Here at "The Gaggle" we have very little time for the "more Leftie than thou" school of thought--that's the approach to life according to which the only thing that matters is whether you take the right position on every issue under the sun from Abortion to Zelensky. No one in the world meets the exacting standards of this school of thought; any Leftie leader anywhere is always selling out to the bankers and the capitalists. The perfect exemplar of this is the unreadable Jacobin magazine. 

The other day I came across this article from 2021. It's a celebration of trade union power. And not simply trade union power, but the use of trade union power to secure political goals. Of course (and this is always the case with the "more Leftie than thou" crowd), this glorious, never-to-be-forgotten moment on the history of organized labor took place many years ago--in the summer of 1974 to be exact. Yes, almost half a century has gone by since that thrilling moment when the working-class movement of Australia mobilized and prepared to seize the means of production, distribution and exchange. 

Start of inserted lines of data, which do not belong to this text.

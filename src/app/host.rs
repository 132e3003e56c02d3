use std::error::Error;
use std::sync::Arc;

use loam_blocks::{BlockCatalog, BlockRegistry, BlocksConfig, ItemCatalog, ItemDef, ItemRegistry, TypeCatalog};
use loam_gen::TerrainGenerator;
use loam_io::WorldArchive;
use loam_net::{ClientMessage, HostSync, PlayerId, Transport};
use loam_store::{ArchiveReport, ChunkStore, Generate};
use loam_world::{BlockPos, WorldGenConfig, WorldId};

use super::config::HostConfig;

/// Every block is also an item that places it.
fn item_catalog(blocks: &BlocksConfig) -> ItemCatalog {
    let mut catalog: ItemCatalog = TypeCatalog::new();
    for def in &blocks.blocks {
        catalog.register_value(def.name.clone(), ItemDef::placing(&def.name, &def.name));
    }
    catalog
}

/// Headless host: owns the store and drives it from an external loop via
/// [`init`](Self::init), [`tick`](Self::tick) and [`shutdown`](Self::shutdown).
pub struct HostSession {
    cfg: HostConfig,
    archive: WorldArchive,
    blocks: Arc<BlockRegistry>,
    items: ItemRegistry,
    store: Arc<ChunkStore>,
    spawns: Vec<(WorldId, BlockPos)>,
    sync: Option<Arc<HostSync>>,
    players: Vec<(PlayerId, WorldId, BlockPos)>,
    since_save: f32,
    ticks: u64,
}

impl HostSession {
    pub fn init(cfg: HostConfig, worldgen: &WorldGenConfig, blocks_cfg: &BlocksConfig) -> Result<Self, Box<dyn Error>> {
        let archive = WorldArchive::new(&cfg.world_dir);

        let catalog = BlockCatalog::from_config(blocks_cfg);
        let mut blocks = BlockRegistry::new();
        match archive.load_block_registry(&catalog, &mut blocks) {
            Ok(Some(report)) if !report.skipped.is_empty() => {
                log::warn!("{} saved block type(s) are unknown to this build", report.skipped.len());
            }
            Ok(_) => {}
            Err(e) => log::warn!("block registry unreadable, starting fresh: {}", e),
        }
        let added = blocks.register_missing(&catalog)?;
        if !added.is_empty() {
            log::info!("registered {} new block type(s)", added.len());
        }

        let item_catalog = item_catalog(blocks_cfg);
        let mut items = ItemRegistry::new();
        if let Err(e) = archive.load_item_registry(&item_catalog, &mut items) {
            log::warn!("item registry unreadable, starting fresh: {}", e);
        }
        for tag in item_catalog.tags() {
            if items.resolve(tag).is_none() {
                if let Some(def) = item_catalog.create(tag) {
                    items.register(def)?;
                }
            }
        }

        let blocks = Arc::new(blocks);
        let generator = TerrainGenerator::from_config(worldgen, Arc::clone(&blocks))?;
        let store = Arc::new(ChunkStore::new(
            Arc::new(generator),
            Some(archive.clone()),
            cfg.workers,
        )?);

        let mut spawns = Vec::with_capacity(cfg.spawns.len());
        for sp in &cfg.spawns {
            let probe = BlockPos::new(sp.x, 0, sp.z);
            let y = match store.get_nearest_land(sp.world, probe) {
                Some(y) => y,
                None => {
                    log::warn!("no free space near {:?} in world {}; spawning at y=0", probe, sp.world);
                    0
                }
            };
            log::info!("world {} spawn at ({}, {}, {})", sp.world, sp.x, y, sp.z);
            spawns.push((sp.world, probe.with_y(y)));
        }

        log::info!(
            "host ready: {} block type(s), {} item type(s), {} worker(s), archive at {}",
            blocks.len(),
            items.len(),
            cfg.workers,
            cfg.world_dir.display()
        );
        Ok(Self {
            cfg,
            archive,
            blocks,
            items,
            store,
            spawns,
            sync: None,
            players: Vec::new(),
            since_save: 0.0,
            ticks: 0,
        })
    }

    #[inline]
    pub fn store(&self) -> &Arc<ChunkStore> {
        &self.store
    }

    #[inline]
    pub fn blocks(&self) -> &Arc<BlockRegistry> {
        &self.blocks
    }

    #[inline]
    pub fn items(&self) -> &ItemRegistry {
        &self.items
    }

    pub fn spawns(&self) -> &[(WorldId, BlockPos)] {
        &self.spawns
    }

    /// Starts serving clients over `transport`; changes to the store are
    /// broadcast from here on.
    pub fn serve(&mut self, transport: Arc<dyn Transport>) -> Arc<HostSync> {
        let sync = HostSync::new(Arc::clone(&self.store), transport);
        self.sync = Some(Arc::clone(&sync));
        sync
    }

    /// Registers or moves a player; chunks around them are streamed on tick.
    pub fn update_player(&mut self, peer: PlayerId, world: WorldId, pos: BlockPos) {
        match self.players.iter_mut().find(|(p, _, _)| *p == peer) {
            Some(entry) => *entry = (peer, world, pos),
            None => {
                log::info!("peer {} joined world {} at {:?}", peer, world, pos);
                self.players.push((peer, world, pos));
            }
        }
    }

    pub fn player_left(&mut self, peer: PlayerId) {
        self.players.retain(|(p, _, _)| *p != peer);
        if let Some(sync) = &self.sync {
            sync.player_left(peer);
        }
    }

    pub fn handle_client(&self, peer: PlayerId, msg: ClientMessage) {
        match &self.sync {
            Some(sync) => sync.handle_client(peer, msg),
            None => log::warn!("message from peer {} before serving; dropped", peer),
        }
    }

    /// Keeps the area around each spawn requested and autosaves on schedule.
    /// Returns the autosave report when one ran this tick.
    pub fn tick(&mut self, dt: f32) -> Option<ArchiveReport> {
        self.ticks += 1;
        for &(world, pos) in &self.spawns {
            let center = pos.chunk();
            for coord in center.neighborhood(self.cfg.view_radius, self.cfg.vertical_radius) {
                self.store.get_block_data(world, coord, Generate::Background);
            }
        }
        if let Some(sync) = &self.sync {
            for &(peer, world, pos) in &self.players {
                sync.stream_around(peer, world, pos.chunk(), self.cfg.view_radius, self.cfg.vertical_radius);
            }
        }
        if self.ticks % 20 == 0 {
            let (queued, inflight) = self.store.queue_counts();
            log::debug!("tick {}: {} chunk(s), gen q={} inflight={}, dirty={}",
                self.ticks, self.store.chunk_count(), queued, inflight, self.store.dirty_count());
        }

        self.since_save += dt.max(0.0);
        if self.cfg.autosave_secs > 0.0 && self.since_save >= self.cfg.autosave_secs {
            self.since_save = 0.0;
            return Some(self.store.archive());
        }
        None
    }

    /// Lets generation drain, then writes every dirty chunk and both registries.
    pub fn shutdown(self) -> Result<ArchiveReport, Box<dyn Error>> {
        self.store.wait_idle();
        let report = self.store.archive();
        self.archive.save_block_registry(&self.blocks)?;
        self.archive.save_item_registry(&self.items)?;
        log::info!("shutdown after {} tick(s): {} chunk(s) archived, {} failed",
            self.ticks, report.written, report.failed);
        Ok(report)
    }
}

#[cfg(test)]
mod tests {
    use loam_world::{ChunkCoord, GeneratorKind};
    use loam_world::worldgen::WorldEntry;

    use super::*;

    fn flat_worldgen() -> WorldGenConfig {
        WorldGenConfig {
            worlds: vec![WorldEntry {
                id: 0,
                generator: GeneratorKind::Flat,
            }],
            ..WorldGenConfig::default()
        }
    }

    fn config(dir: &std::path::Path) -> HostConfig {
        HostConfig {
            world_dir: dir.to_path_buf(),
            workers: 2,
            autosave_secs: 1.0,
            view_radius: 1,
            vertical_radius: 0,
            ..HostConfig::default()
        }
    }

    #[test]
    fn flat_spawn_lands_on_top_of_the_slab() {
        let dir = tempfile::tempdir().unwrap();
        let session = HostSession::init(config(dir.path()), &flat_worldgen(), &BlocksConfig::builtin()).unwrap();
        assert_eq!(session.spawns(), &[(0, BlockPos::new(0, 2, 0))]);
    }

    #[test]
    fn ticks_stream_chunks_and_autosave() {
        let dir = tempfile::tempdir().unwrap();
        let mut session = HostSession::init(config(dir.path()), &flat_worldgen(), &BlocksConfig::builtin()).unwrap();
        assert!(session.tick(0.5).is_none());
        session.store().wait_idle();
        let report = session.tick(0.6).unwrap();
        assert!(report.written >= 9);
        assert_eq!(session.store().dirty_count(), 0);
        let report = session.shutdown().unwrap();
        assert_eq!(report.failed, 0);
        assert!(WorldArchive::new(dir.path()).chunk_path(0, ChunkCoord::new(1, 0, 1)).exists());
    }

    #[derive(Default)]
    struct Recorder(std::sync::Mutex<Vec<(PlayerId, loam_net::HostMessage)>>);

    impl Transport for Recorder {
        fn send_to_client(&self, peer: PlayerId, msg: loam_net::HostMessage, _: loam_net::Reliability) {
            self.0.lock().unwrap().push((peer, msg));
        }

        fn send_to_host(&self, _: ClientMessage, _: loam_net::Reliability) {}
    }

    #[test]
    fn players_are_streamed_and_hear_edits() {
        let dir = tempfile::tempdir().unwrap();
        let mut session = HostSession::init(config(dir.path()), &flat_worldgen(), &BlocksConfig::builtin()).unwrap();
        let net = Arc::new(Recorder::default());
        session.serve(net.clone());
        session.update_player(7, 0, BlockPos::new(0, 2, 0));
        session.tick(0.0);
        session.store().wait_idle();
        session.tick(0.0);
        let pushed = std::mem::take(&mut *net.0.lock().unwrap());
        assert_eq!(pushed.len(), 9);

        let edit = loam_net::BlockEdit {
            world: 0,
            pos: BlockPos::new(1, 4, 1),
            id: 1,
            direction: loam_blocks::Direction::None,
        };
        session.handle_client(7, ClientMessage::SetBlock(edit));
        let sent = std::mem::take(&mut *net.0.lock().unwrap());
        assert_eq!(sent.len(), 1);
        assert!(matches!(sent[0], (7, loam_net::HostMessage::BlockChanged(_))));

        session.player_left(7);
        session.store().set_block(0, BlockPos::new(1, 5, 1), 1, loam_blocks::Direction::None);
        assert!(net.0.lock().unwrap().is_empty());
    }

    #[test]
    fn corrupt_block_breakpoint_does_not_abort_startup() {
        let dir = tempfile::tempdir().unwrap();
        let record = loam_io::TypeTableRecord {
            next_id: 70_000,
            entries: vec![(1, "stone".into())],
        };
        std::fs::write(dir.path().join(loam_io::BLOCK_REGISTRY_FILE), loam_io::serialize_types(&record)).unwrap();
        let session = HostSession::init(config(dir.path()), &flat_worldgen(), &BlocksConfig::builtin()).unwrap();
        assert_eq!(session.blocks().resolve_block_id("stone"), Some(1));
        assert!(session.blocks().resolve_block_id("glass").is_some());
    }

    #[test]
    fn registries_and_edits_survive_a_restart() {
        let dir = tempfile::tempdir().unwrap();
        let pos = BlockPos::new(7, 5, -3);
        let (stone, glass, pick) = {
            let session = HostSession::init(config(dir.path()), &flat_worldgen(), &BlocksConfig::builtin()).unwrap();
            let glass = session.blocks().resolve_block_id("glass").unwrap();
            assert!(session.store().set_block(0, pos, glass, loam_blocks::Direction::Up));
            let stone = session.blocks().resolve_block_id("stone").unwrap();
            let pick = session.items().resolve("glass").unwrap();
            session.shutdown().unwrap();
            (stone, glass, pick)
        };

        // a catalog listing blocks in another order must not reshuffle saved ids
        let mut reordered = BlocksConfig::builtin();
        reordered.blocks.reverse();
        let session = HostSession::init(config(dir.path()), &flat_worldgen(), &reordered).unwrap();
        assert_eq!(session.blocks().resolve_block_id("stone"), Some(stone));
        assert_eq!(session.blocks().resolve_block_id("glass"), Some(glass));
        assert_eq!(session.items().resolve("glass"), Some(pick));
        let grid = session.store().get_block_data(0, pos.chunk(), Generate::Inline).unwrap();
        assert_eq!(grid.get_local(pos.local()).id, glass);
    }
}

Well, not quite. Organized labor went into action against...Ol' Blue Eyes, the Chairman of the Board, the Voice; yes, Frank Sinatra. Why? What had Sinatra done? Sinatra was certainly very rich, and he owned a variety of properties and businesses. But if the Australian trade union movement were, understandably, searching for the bright, incandescent spark that would finally awaken the working class from its slumber there were surely richer, greedier, more dishonest, more decadent, above all more Australian individuals it could have discovered. Australia was never short of them. Rupert Murdoch immediately springs to mind. Why Sinatra?